Did you know that more expensive gadget break less often? If you answered “Duh, of course,” then congratulations: You have a brain and can likely think and keep you mouth open at the same time. Nevertheless, a new study showing the reliability figures in the digital camera market has some interesting (and non-obvious) results.
First, the study was conducted over three years by SquareTrade, a company which sells warranties. While this could add a bias, it also means the company has plenty of its own accurate data to draw on. With that in mind, read on.
The study looked at failure rates of cameras based on both price and age. Around 7% of cameras will fail in the first two years (another 5% break due to accidents), rising to nearly 10% after three years. That doesn’t sound too bad, unless you’re in that unlucky minority.
If you spend a little more money, your camera is likely to last longer, because it is better built, although quality varies widely with brand (see below). So while the overall (2-year) malfunction rate of cameras is 11%, fully 7.4% of failures come from cameras under $150. Spend over $500 and the chance the camera will stop working falls to just 4%.
This is hardly panic material, though, and those extended warranties are probably still a lot more trouble than they’re worth (if they didn’t make money, nobody would sell them).

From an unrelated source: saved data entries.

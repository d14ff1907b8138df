use std;
use std::collections::BTreeMap;

use crate::errors::StoreError;

/// Closed set of similarity methods whose values may be stored. `Sketch` is
/// the cheap pre-clustering metric, the ANI variants are the expensive
/// alignment-based metrics used for secondary clustering.
#[derive(Debug, Clone, Copy, PartialEq, Eq, PartialOrd, Ord)]
pub enum DistanceMethod {
    Sketch,
    AniNormal,
    AniTight,
}

impl DistanceMethod {
    pub fn as_str(&self) -> &'static str {
        match self {
            DistanceMethod::Sketch => "sketch",
            DistanceMethod::AniNormal => "ani_normal",
            DistanceMethod::AniTight => "ani_tight",
        }
    }
}

impl std::fmt::Display for DistanceMethod {
    fn fmt(&self, f: &mut std::fmt::Formatter) -> std::fmt::Result {
        write!(f, "{}", self.as_str())
    }
}

impl std::str::FromStr for DistanceMethod {
    type Err = String;

    fn from_str(s: &str) -> Result<DistanceMethod, String> {
        match s {
            "sketch" => Ok(DistanceMethod::Sketch),
            "ani_normal" => Ok(DistanceMethod::AniNormal),
            "ani_tight" => Ok(DistanceMethod::AniTight),
            _ => Err(format!("Unknown distance method '{}'", s)),
        }
    }
}

/// Sparse symmetric matrix of pairwise distances, keyed by unordered genome
/// index pair and method. Like a BTreeMap except the pair keys are sorted
/// before insertion / get etc. Values are distances (1 - ANI) within [0, 1].
/// The store never computes values itself; collaborators fill it via `put`.
#[derive(Debug, Default, PartialEq)]
pub struct DistanceStore {
    internal: BTreeMap<DistanceMethod, BTreeMap<(usize, usize), f32>>,
}

fn sorted_pair(a: usize, b: usize) -> (usize, usize) {
    if a < b {
        (a, b)
    } else {
        (b, a)
    }
}

impl DistanceStore {
    pub fn new() -> DistanceStore {
        DistanceStore {
            internal: BTreeMap::new(),
        }
    }

    /// Store one pair's distance. Conflicting re-writes are rejected so that
    /// repeated computation cannot silently change clustering inputs;
    /// re-putting the identical value is a no-op.
    pub fn put(
        &mut self,
        a: usize,
        b: usize,
        method: DistanceMethod,
        value: f32,
    ) -> Result<(), StoreError> {
        if a == b || !value.is_finite() || !(0.0..=1.0).contains(&value) {
            return Err(StoreError::InvalidValue {
                a,
                b,
                method,
                value,
            });
        }
        let key = sorted_pair(a, b);
        let entries = self.internal.entry(method).or_default();
        if let Some(existing) = entries.get(&key) {
            if *existing != value {
                return Err(StoreError::ConflictingValue {
                    a: key.0,
                    b: key.1,
                    method,
                    existing: *existing,
                    attempted: value,
                });
            }
            trace!("Ignoring repeated identical {} value for {:?}", method, key);
            return Ok(());
        }
        entries.insert(key, value);
        Ok(())
    }

    pub fn get(&self, a: usize, b: usize, method: DistanceMethod) -> Option<f32> {
        self.internal
            .get(&method)
            .and_then(|entries| entries.get(&sorted_pair(a, b)))
            .copied()
    }

    pub fn contains(&self, a: usize, b: usize, method: DistanceMethod) -> bool {
        self.get(a, b, method).is_some()
    }

    /// The demand list: unordered pairs within the given genome subset which
    /// have no stored value under the method, in ascending pair order. This
    /// is what gets handed to the external similarity collaborators.
    pub fn pairs_needed(&self, genome_indices: &[usize], method: DistanceMethod) -> Vec<(usize, usize)> {
        let mut sorted_indices = genome_indices.to_vec();
        sorted_indices.sort_unstable();
        sorted_indices.dedup();

        let mut needed = vec![];
        for (i, a) in sorted_indices.iter().enumerate() {
            for b in sorted_indices[(i + 1)..].iter() {
                if !self.contains(*a, *b, method) {
                    needed.push((*a, *b));
                }
            }
        }
        needed
    }

    /// Drop every entry involving the genome, under all methods. Used by the
    /// adjustment engine when genomes are removed; requires `&mut self` so
    /// deletions cannot overlap in-flight clustering reads.
    pub fn remove_genome(&mut self, genome_index: usize) {
        for entries in self.internal.values_mut() {
            entries.retain(|(a, b), _| *a != genome_index && *b != genome_index);
        }
    }

    /// All stored entries, for persistence.
    pub fn entries(&self) -> Vec<(DistanceMethod, (usize, usize), f32)> {
        self.internal
            .iter()
            .flat_map(|(method, entries)| {
                entries.iter().map(move |(pair, value)| (*method, *pair, *value))
            })
            .collect()
    }

    pub fn len(&self, method: DistanceMethod) -> usize {
        self.internal.get(&method).map(|e| e.len()).unwrap_or(0)
    }
}

#[cfg(test)]
mod tests {
    use super::*;

    fn init() {
        let _ = env_logger::builder().is_test(true).try_init();
    }

    #[test]
    fn test_put_get_symmetric() {
        init();
        let mut store = DistanceStore::new();
        store.put(3, 1, DistanceMethod::Sketch, 0.25).unwrap();
        assert_eq!(Some(0.25), store.get(1, 3, DistanceMethod::Sketch));
        assert_eq!(Some(0.25), store.get(3, 1, DistanceMethod::Sketch));
        assert_eq!(None, store.get(1, 3, DistanceMethod::AniNormal));
    }

    #[test]
    fn test_put_rejects_invalid_values() {
        init();
        let mut store = DistanceStore::new();
        assert!(store.put(0, 1, DistanceMethod::Sketch, 1.5).is_err());
        assert!(store.put(0, 1, DistanceMethod::Sketch, -0.1).is_err());
        assert!(store.put(0, 1, DistanceMethod::Sketch, f32::NAN).is_err());
        assert!(store.put(2, 2, DistanceMethod::Sketch, 0.5).is_err());
        assert_eq!(0, store.len(DistanceMethod::Sketch));
    }

    #[test]
    fn test_put_rejects_conflicting_values() {
        init();
        let mut store = DistanceStore::new();
        store.put(0, 1, DistanceMethod::AniNormal, 0.01).unwrap();
        // Identical re-put is a no-op
        store.put(1, 0, DistanceMethod::AniNormal, 0.01).unwrap();
        let err = store.put(0, 1, DistanceMethod::AniNormal, 0.02).unwrap_err();
        assert_eq!(
            StoreError::ConflictingValue {
                a: 0,
                b: 1,
                method: DistanceMethod::AniNormal,
                existing: 0.01,
                attempted: 0.02,
            },
            err
        );
        assert_eq!(Some(0.01), store.get(0, 1, DistanceMethod::AniNormal));
    }

    #[test]
    fn test_pairs_needed() {
        init();
        let mut store = DistanceStore::new();
        store.put(0, 2, DistanceMethod::Sketch, 0.1).unwrap();
        let needed = store.pairs_needed(&[2, 0, 3], DistanceMethod::Sketch);
        assert_eq!(vec![(0, 3), (2, 3)], needed);
        // Demand lists are method specific
        assert_eq!(
            vec![(0, 2), (0, 3), (2, 3)],
            store.pairs_needed(&[2, 0, 3], DistanceMethod::AniNormal)
        );
        assert!(store.pairs_needed(&[1], DistanceMethod::Sketch).is_empty());
    }

    #[test]
    fn test_remove_genome() {
        init();
        let mut store = DistanceStore::new();
        store.put(0, 1, DistanceMethod::Sketch, 0.1).unwrap();
        store.put(0, 2, DistanceMethod::Sketch, 0.2).unwrap();
        store.put(1, 2, DistanceMethod::AniNormal, 0.3).unwrap();
        store.remove_genome(1);
        assert_eq!(None, store.get(0, 1, DistanceMethod::Sketch));
        assert_eq!(Some(0.2), store.get(0, 2, DistanceMethod::Sketch));
        assert_eq!(None, store.get(1, 2, DistanceMethod::AniNormal));
    }
}
use crate::events::ScheduledEvent;
use crate::participant::SimHandle;
use crate::SimTime;

use std::rc::Rc;
use tracing::{debug, trace, warn};

/// Coordinates all of the actions in a simulation.
///
/// A `Scheduler` owns the registered set of participants and the current
/// simulation time, which starts at zero and never moves backwards. It has
/// no run loop of its own: the application drives progress one event at a
/// time with [`advance_to_next_event`], typically as
///
/// ```ignore
/// while scheduler.advance_to_next_event()? {}
/// ```
///
/// which runs until every registered participant is out of pending events.
/// Reaching that point is not fatal - the application may register more
/// participants, seed more events, and resume driving.
///
/// Dispatch is cooperative and strictly serial: one event at a time,
/// executed to completion on the driving thread. Reaction code receives
/// `&mut Scheduler` and may add or remove participants mid-step, but must
/// not call [`advance_to_next_event`] re-entrantly.
///
/// [`advance_to_next_event`]: Scheduler::advance_to_next_event
#[derive(Default)]
pub struct Scheduler {
    participants: Vec<SimHandle>,
    current_time: SimTime,
}

impl Scheduler {
    /// Construct a scheduler with no participants and the clock at zero.
    pub fn new() -> Self {
        Self::default()
    }

    /// The current simulation time, in seconds since simulation start.
    pub fn current_time(&self) -> SimTime {
        self.current_time
    }

    /// The number of currently registered participants.
    pub fn participant_count(&self) -> usize {
        self.participants.len()
    }

    /// Register a participant with the simulation and attach its schedule,
    /// so the participant can begin scheduling events for itself.
    /// Registering a participant that is already present is a logged no-op.
    pub fn add_participant(&mut self, participant: SimHandle) {
        if self.participants.iter().any(|p| Rc::ptr_eq(p, &participant)) {
            warn!("participant is already registered; ignoring");
            return;
        }
        participant
            .borrow_mut()
            .schedule_mut()
            .attach(Rc::downgrade(&participant));
        self.participants.push(participant);
        debug!(participants = self.participants.len(), "registered participant");
    }

    /// Remove a participant from the simulation. The participant's pending
    /// events will no longer be considered for dispatch. Removing a
    /// participant that is not registered is a no-op. Safe to call from
    /// inside a reaction, including for the participant currently
    /// dispatching.
    pub fn remove_participant(&mut self, participant: &SimHandle) {
        let before = self.participants.len();
        self.participants.retain(|p| !Rc::ptr_eq(p, participant));
        if self.participants.len() < before {
            debug!(participants = self.participants.len(), "removed participant");
        }
    }

    /// Advance the simulation to the next scheduled event and perform it.
    ///
    /// One advance step:
    ///
    /// 1. Poll every registered participant for its earliest pending event
    ///    and select the global minimum by the scheduling order.
    /// 2. If every participant is idle, return `Ok(false)` with the clock
    ///    untouched - the simulation has no more work.
    /// 3. If the selected event lies in the future, notify every
    ///    participant of the elapsed time (in no particular order) and move
    ///    the clock to the event's time. An event at the current instant
    ///    skips the notifications; the clock does not move.
    /// 4. Dispatch the event to its owning participant: remove it from the
    ///    owner's schedule, then run the owner's reaction.
    ///
    /// The participant set is snapshotted at the start of each step, so
    /// reactions may freely add or remove participants: removals take
    /// effect for the *next* step's polling, as do any events a reaction
    /// schedules - even ones scheduled for the current instant.
    ///
    /// # Errors
    ///
    /// Forwards whatever a participant's reaction returns, unchanged.
    /// Engine state remains consistent (the clock has already advanced and
    /// the failed event is no longer pending), so after handling the error
    /// the caller may resume driving.
    pub fn advance_to_next_event(&mut self) -> crate::Result<bool> {
        // Fixed copy for this step; reactions mutate the live set only.
        let snapshot: Vec<SimHandle> = self.participants.clone();

        let mut selected: Option<(ScheduledEvent, SimHandle)> = None;
        for participant in &snapshot {
            let candidate = participant.borrow().schedule().next_event();
            if candidate.is_empty() {
                continue;
            }
            let is_closer = match &selected {
                Some((best, _)) => candidate < *best,
                None => true,
            };
            if is_closer {
                selected = Some((candidate, Rc::clone(participant)));
            }
        }

        let Some((event, owner)) = selected else {
            trace!(time = %self.current_time, "no pending events");
            return Ok(false);
        };

        let delta = event.time().seconds_since(self.current_time);
        if delta > 0.0 {
            for participant in &snapshot {
                participant.borrow_mut().advance(delta);
            }
            self.current_time = event.time();
            trace!(time = %self.current_time, delta, "advanced simulation clock");
        } else if delta < 0.0 {
            // Past-scheduled events are permitted and fire immediately; the
            // clock never rewinds.
            warn!(%event, time = %self.current_time, "dispatching past-scheduled event");
        }

        trace!(%event, "dispatching");
        owner.borrow_mut().dispatch(&event, self)?;
        Ok(true)
    }
}

impl std::fmt::Debug for Scheduler {
    fn fmt(&self, f: &mut std::fmt::Formatter) -> std::fmt::Result {
        f.debug_struct("Scheduler")
            .field("participants", &self.participants.len())
            .field("current_time", &self.current_time)
            .finish()
    }
}

impl std::fmt::Display for Scheduler {
    fn fmt(&self, f: &mut std::fmt::Formatter) -> std::fmt::Result {
        write!(
            f,
            "Scheduler with {} participants at current time {}",
            self.participants.len(),
            self.current_time
        )
    }
}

But one final tidbit of information is the breaking down of reliability by brand. This counts only for compacts: despite a sample-size of 60,000 cameras, SquareTrade hasn’t sold enough warranties to DSLR owners to get meaningful results. For cameras under $300, Panasonic wins, with a malfunction rate of 5.3% compared the Casio, coming in last at 13%. Between $300 and $500, Panasonic wins again, with just 1.9%. The big surprise? Canon loses, with 6.2% of its premium compacts failing in the first two years, making them three times more likely to break than those from Panasonic.
Should you base your buying decisions on these figures? Probably not. After all, with the exception of cheap Casio cams (and Polaroids, but who buys those anyway?) these figures are all pretty low. The upside? Tech actually seems pretty reliable these days.